Data provided:
════════
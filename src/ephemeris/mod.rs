//! Ephemeris snapshot and query surface
//!
//! An [`Ephemeris`] bundles a validated catalog with its resolved hierarchy
//! and one precomputed [`KeplerOrbit`] per propagated body. It never changes
//! after construction; share it with `Arc` and swap a fresh one in through an
//! [`EphemerisHandle`] on reload.

use std::sync::Arc;

use log::{debug, info};
use nalgebra::Vector3;
use parking_lot::RwLock;
use serde::{Deserialize, Serialize};

use crate::catalogs::{Catalog, CelestialBody, Star};
use crate::coordinates::SphericalCoordinate;
use crate::errors::{reject_all, OrreryError, Result, Violation};
use crate::hierarchy::{BodyId, Hierarchy};
use crate::orbits::{KeplerConfig, KeplerOrbit, OrbitState};
use crate::rotation::{orientation_at, Orientation};
use crate::stellar::apparent_position;
use crate::time::JulianDate;

/// Snapshot settings
#[derive(Debug, Clone, Copy, PartialEq, Default, Serialize, Deserialize)]
#[serde(default)]
pub struct EphemerisConfig {
    pub kepler: KeplerConfig,
    /// Reference epoch of catalog star positions and proper motions
    pub stellar_epoch: JulianDate,
}

impl EphemerisConfig {
    pub fn new() -> Self {
        Self::default()
    }

    pub fn with_kepler(mut self, kepler: KeplerConfig) -> Self {
        self.kepler = kepler;
        self
    }

    pub fn with_stellar_epoch(mut self, epoch: JulianDate) -> Self {
        self.stellar_epoch = epoch;
        self
    }
}

/// Immutable catalog snapshot answering position and orientation queries
#[derive(Debug, Clone)]
pub struct Ephemeris {
    catalog: Catalog,
    hierarchy: Hierarchy,
    /// `None` for bodies fixed at the origin of their tree
    orbits: Vec<Option<KeplerOrbit>>,
    config: EphemerisConfig,
}

impl Ephemeris {
    /// Resolve the hierarchy and prepare every orbit.
    ///
    /// Orbits whose mean motion cannot be derived fail here rather than at
    /// query time, all of them in one error.
    pub fn new(catalog: Catalog, config: EphemerisConfig) -> Result<Self> {
        let hierarchy = Hierarchy::resolve(&catalog)?;
        let bodies = catalog.bodies();

        let mut problems = Vec::new();
        let mut orbits = Vec::with_capacity(bodies.len());
        for (i, body) in bodies.iter().enumerate() {
            let orbit = match hierarchy.parent(BodyId(i)) {
                None => None,
                Some(parent) => {
                    let parent_mu = bodies[parent.index()].gravitational_parameter();
                    match KeplerOrbit::new(&body.orbit, parent_mu) {
                        Ok(orbit) => {
                            debug!(
                                "Body '{}' orbits '{}' with mean motion {:.6e} rad/s",
                                body.name,
                                bodies[parent.index()].name,
                                orbit.mean_motion()
                            );
                            Some(orbit)
                        }
                        Err(OrreryError::Domain(message)) => {
                            let record = format!("body '{}'", body.name);
                            problems.push((
                                OrreryError::Domain(format!("{}: {}", record, message)),
                                Violation::new(record, "orbit", message),
                            ));
                            None
                        }
                        Err(other) => return Err(other),
                    }
                }
            };
            orbits.push(orbit);
        }
        reject_all(problems)?;

        info!(
            "Ephemeris ready: {} bodies in {} tree(s), {} stars",
            bodies.len(),
            hierarchy.roots().len(),
            catalog.stars().len()
        );

        Ok(Self {
            catalog,
            hierarchy,
            orbits,
            config,
        })
    }

    pub fn catalog(&self) -> &Catalog {
        &self.catalog
    }

    pub fn hierarchy(&self) -> &Hierarchy {
        &self.hierarchy
    }

    pub fn config(&self) -> &EphemerisConfig {
        &self.config
    }

    pub fn body_id(&self, name: &str) -> Result<BodyId> {
        self.catalog
            .body_index(name)
            .map(BodyId)
            .ok_or_else(|| OrreryError::Reference(format!("no body named '{}'", name)))
    }

    pub fn body(&self, id: BodyId) -> &CelestialBody {
        &self.catalog.bodies()[id.index()]
    }

    pub fn star(&self, name: &str) -> Result<&Star> {
        self.catalog
            .star(name)
            .ok_or_else(|| OrreryError::Reference(format!("no star named '{}'", name)))
    }

    /// The orbit of `id` about its parent, if it is propagated at all
    pub fn orbit(&self, id: BodyId) -> Option<&KeplerOrbit> {
        self.orbits[id.index()].as_ref()
    }

    /// Full orbital state relative to the parent; `None` for roots
    pub fn orbit_state(&self, id: BodyId, t: JulianDate) -> Result<Option<OrbitState>> {
        self.orbit(id)
            .map(|orbit| orbit.state_at(t, &self.config.kepler))
            .transpose()
    }

    /// Position relative to the parent in km; zero for roots
    pub fn relative_position(&self, id: BodyId, t: JulianDate) -> Result<Vector3<f64>> {
        match self.orbit(id) {
            Some(orbit) => orbit.position_at(t, &self.config.kepler),
            None => Ok(Vector3::zeros()),
        }
    }

    /// Position in the root frame in km
    pub fn position(&self, id: BodyId, t: JulianDate) -> Result<Vector3<f64>> {
        self.hierarchy
            .ancestor_chain(id)
            .iter()
            .try_fold(Vector3::zeros(), |sum, &link| {
                Ok(sum + self.relative_position(link, t)?)
            })
    }

    pub fn position_of(&self, name: &str, t: JulianDate) -> Result<Vector3<f64>> {
        self.position(self.body_id(name)?, t)
    }

    pub fn relative_position_of(&self, name: &str, t: JulianDate) -> Result<Vector3<f64>> {
        self.relative_position(self.body_id(name)?, t)
    }

    /// `Ok(None)` when the body has no rotational elements
    pub fn orientation_of(&self, name: &str, t: JulianDate) -> Result<Option<Orientation>> {
        let id = self.body_id(name)?;
        Ok(orientation_at(self.body(id), t))
    }

    pub fn apparent_position_of(&self, name: &str, t: JulianDate) -> Result<SphericalCoordinate> {
        let star = self.star(name)?;
        Ok(apparent_position(
            star,
            t.julian_years_since(self.config.stellar_epoch),
        ))
    }
}

/// Shared, replaceable reference to the current [`Ephemeris`].
///
/// Readers take an `Arc` snapshot and query it without holding the lock, so a
/// concurrent [`replace`](EphemerisHandle::replace) never changes what an
/// in-flight query sees.
#[derive(Debug)]
pub struct EphemerisHandle {
    current: RwLock<Arc<Ephemeris>>,
}

impl EphemerisHandle {
    pub fn new(ephemeris: Ephemeris) -> Self {
        Self {
            current: RwLock::new(Arc::new(ephemeris)),
        }
    }

    pub fn snapshot(&self) -> Arc<Ephemeris> {
        Arc::clone(&self.current.read())
    }

    /// Install `ephemeris`, returning the snapshot it replaced
    pub fn replace(&self, ephemeris: Ephemeris) -> Arc<Ephemeris> {
        let fresh = Arc::new(ephemeris);
        let previous = std::mem::replace(&mut *self.current.write(), fresh);
        info!("Ephemeris snapshot replaced");
        previous
    }
}

impl From<Ephemeris> for EphemerisHandle {
    fn from(ephemeris: Ephemeris) -> Self {
        Self::new(ephemeris)
    }
}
════════
Task details:
Write out the material above exactly and in full.

Exercise solution:
filename src/ephemeris/mod.rs
//! Ephemeris snapshot and query surface
//!
//! An [`Ephemeris`] bundles a validated catalog with its resolved hierarchy
//! and one precomputed [`KeplerOrbit`] per propagated body. It never changes
//! after construction; share it with `Arc` and swap a fresh one in through an
//! [`EphemerisHandle`] on reload.

use std::sync::Arc;

use log::{debug, info};
use nalgebra::Vector3;
use parking_lot::RwLock;
use serde::{Deserialize, Serialize};

use crate::catalogs::{Catalog, CelestialBody, Star};
use crate::coordinates::SphericalCoordinate;
use crate::errors::{reject_all, OrreryError, Result, Violation};
use crate::hierarchy::{BodyId, Hierarchy};
use crate::orbits::{KeplerConfig, KeplerOrbit, OrbitState};
use crate::rotation::{orientation_at, Orientation};
use crate::stellar::apparent_position;
use crate::time::JulianDate;

/// Snapshot settings
#[derive(Debug, Clone, Copy, PartialEq, Default, Serialize, Deserialize)]
#[serde(default)]
pub struct EphemerisConfig {
    pub kepler: KeplerConfig,
    /// Reference epoch of catalog star positions and proper motions
    pub stellar_epoch: JulianDate,
}

impl EphemerisConfig {
    pub fn new() -> Self {
        Self::default()
    }

    pub fn with_kepler(mut self, kepler: KeplerConfig) -> Self {
        self.kepler = kepler;
        self
    }

    pub fn with_stellar_epoch(mut self, epoch: JulianDate) -> Self {
        self.stellar_epoch = epoch;
        self
    }
}

/// Immutable catalog snapshot answering position and orientation queries
#[derive(Debug, Clone)]
pub struct Ephemeris {
    catalog: Catalog,
    hierarchy: Hierarchy,
    /// `None` for bodies fixed at the origin of their tree
    orbits: Vec<Option<KeplerOrbit>>,
    config: EphemerisConfig,
}

impl Ephemeris {
    /// Resolve the hierarchy and prepare every orbit.
    ///
    /// Orbits whose mean motion cannot be derived fail here rather than at
    /// query time, all of them in one error.
    pub fn new(catalog: Catalog, config: EphemerisConfig) -> Result<Self> {
        let hierarchy = Hierarchy::resolve(&catalog)?;
        let bodies = catalog.bodies();

        let mut problems = Vec::new();
        let mut orbits = Vec::with_capacity(bodies.len());
        for (i, body) in bodies.iter().enumerate() {
            let orbit = match hierarchy.parent(BodyId(i)) {
                None => None,
                Some(parent) => {
                    let parent_mu = bodies[parent.index()].gravitational_parameter();
                    match KeplerOrbit::new(&body.orbit, parent_mu) {
                        Ok(orbit) => {
                            debug!(
                                "Body '{}' orbits '{}' with mean motion {:.6e} rad/s",
                                body.name,
                                bodies[parent.index()].name,
                                orbit.mean_motion()
                            );
                            Some(orbit)
                        }
                        Err(OrreryError::Domain(message)) => {
                            let record = format!("body '{}'", body.name);
                            problems.push((
                                OrreryError::Domain(format!("{}: {}", record, message)),
                                Violation::new(record, "orbit", message),
                            ));
                            None
                        }
                        Err(other) => return Err(other),
                    }
                }
            };
            orbits.push(orbit);
        }
        reject_all(problems)?;

        info!(
            "Ephemeris ready: {} bodies in {} tree(s), {} stars",
            bodies.len(),
            hierarchy.roots().len(),
            catalog.stars().len()
        );

        Ok(Self {
            catalog,
            hierarchy,
            orbits,
            config,
        })
    }

    pub fn catalog(&self) -> &Catalog {
        &self.catalog
    }

    pub fn hierarchy(&self) -> &Hierarchy {
        &self.hierarchy
    }

    pub fn config(&self) -> &EphemerisConfig {
        &self.config
    }

    pub fn body_id(&self, name: &str) -> Result<BodyId> {
        self.catalog
            .body_index(name)
            .map(BodyId)
            .ok_or_else(|| OrreryError::Reference(format!("no body named '{}'", name)))
    }

    pub fn body(&self, id: BodyId) -> &CelestialBody {
        &self.catalog.bodies()[id.index()]
    }

    pub fn star(&self, name: &str) -> Result<&Star> {
        self.catalog
            .star(name)
            .ok_or_else(|| OrreryError::Reference(format!("no star named '{}'", name)))
    }

    /// The orbit of `id` about its parent, if it is propagated at all
    pub fn orbit(&self, id: BodyId) -> Option<&KeplerOrbit> {
        self.orbits[id.index()].as_ref()
    }

    /// Full orbital state relative to the parent; `None` for roots
    pub fn orbit_state(&self, id: BodyId, t: JulianDate) -> Result<Option<OrbitState>> {
        self.orbit(id)
            .map(|orbit| orbit.state_at(t, &self.config.kepler))
            .transpose()
    }

    /// Position relative to the parent in km; zero for roots
    pub fn relative_position(&self, id: BodyId, t: JulianDate) -> Result<Vector3<f64>> {
        match self.orbit(id) {
            Some(orbit) => orbit.position_at(t, &self.config.kepler),
            None => Ok(Vector3::zeros()),
        }
    }

    /// Position in the root frame in km
    pub fn position(&self, id: BodyId, t: JulianDate) -> Result<Vector3<f64>> {
        self.hierarchy
            .ancestor_chain(id)
            .iter()
            .try_fold(Vector3::zeros(), |sum, &link| {
                Ok(sum + self.relative_position(link, t)?)
            })
    }

    pub fn position_of(&self, name: &str, t: JulianDate) -> Result<Vector3<f64>> {
        self.position(self.body_id(name)?, t)
    }

    pub fn relative_position_of(&self, name: &str, t: JulianDate) -> Result<Vector3<f64>> {
        self.relative_position(self.body_id(name)?, t)
    }

    /// `Ok(None)` when the body has no rotational elements
    pub fn orientation_of(&self, name: &str, t: JulianDate) -> Result<Option<Orientation>> {
        let id = self.body_id(name)?;
        Ok(orientation_at(self.body(id), t))
    }

    pub fn apparent_position_of(&self, name: &str, t: JulianDate) -> Result<SphericalCoordinate> {
        let star = self.star(name)?;
        Ok(apparent_position(
            star,
            t.julian_years_since(self.config.stellar_epoch),
        ))
    }
}

/// Shared, replaceable reference to the current [`Ephemeris`].
///
/// Readers take an `Arc` snapshot and query it without holding the lock, so a
/// concurrent [`replace`](EphemerisHandle::replace) never changes what an
/// in-flight query sees.
#[derive(Debug)]
pub struct EphemerisHandle {
    current: RwLock<Arc<Ephemeris>>,
}

impl EphemerisHandle {
    pub fn new(ephemeris: Ephemeris) -> Self {
        Self {
            current: RwLock::new(Arc::new(ephemeris)),
        }
    }

    pub fn snapshot(&self) -> Arc<Ephemeris> {
        Arc::clone(&self.current.read())
    }

    /// Install `ephemeris`, returning the snapshot it replaced
    pub fn replace(&self, ephemeris: Ephemeris) -> Arc<Ephemeris> {
        let fresh = Arc::new(ephemeris);
        let previous = std::mem::replace(&mut *self.current.write(), fresh);
        info!("Ephemeris snapshot replaced");
        previous
    }
}

impl From<Ephemeris> for EphemerisHandle {
    fn from(ephemeris: Ephemeris) -> Self {
        Self::new(ephemeris)
    }
}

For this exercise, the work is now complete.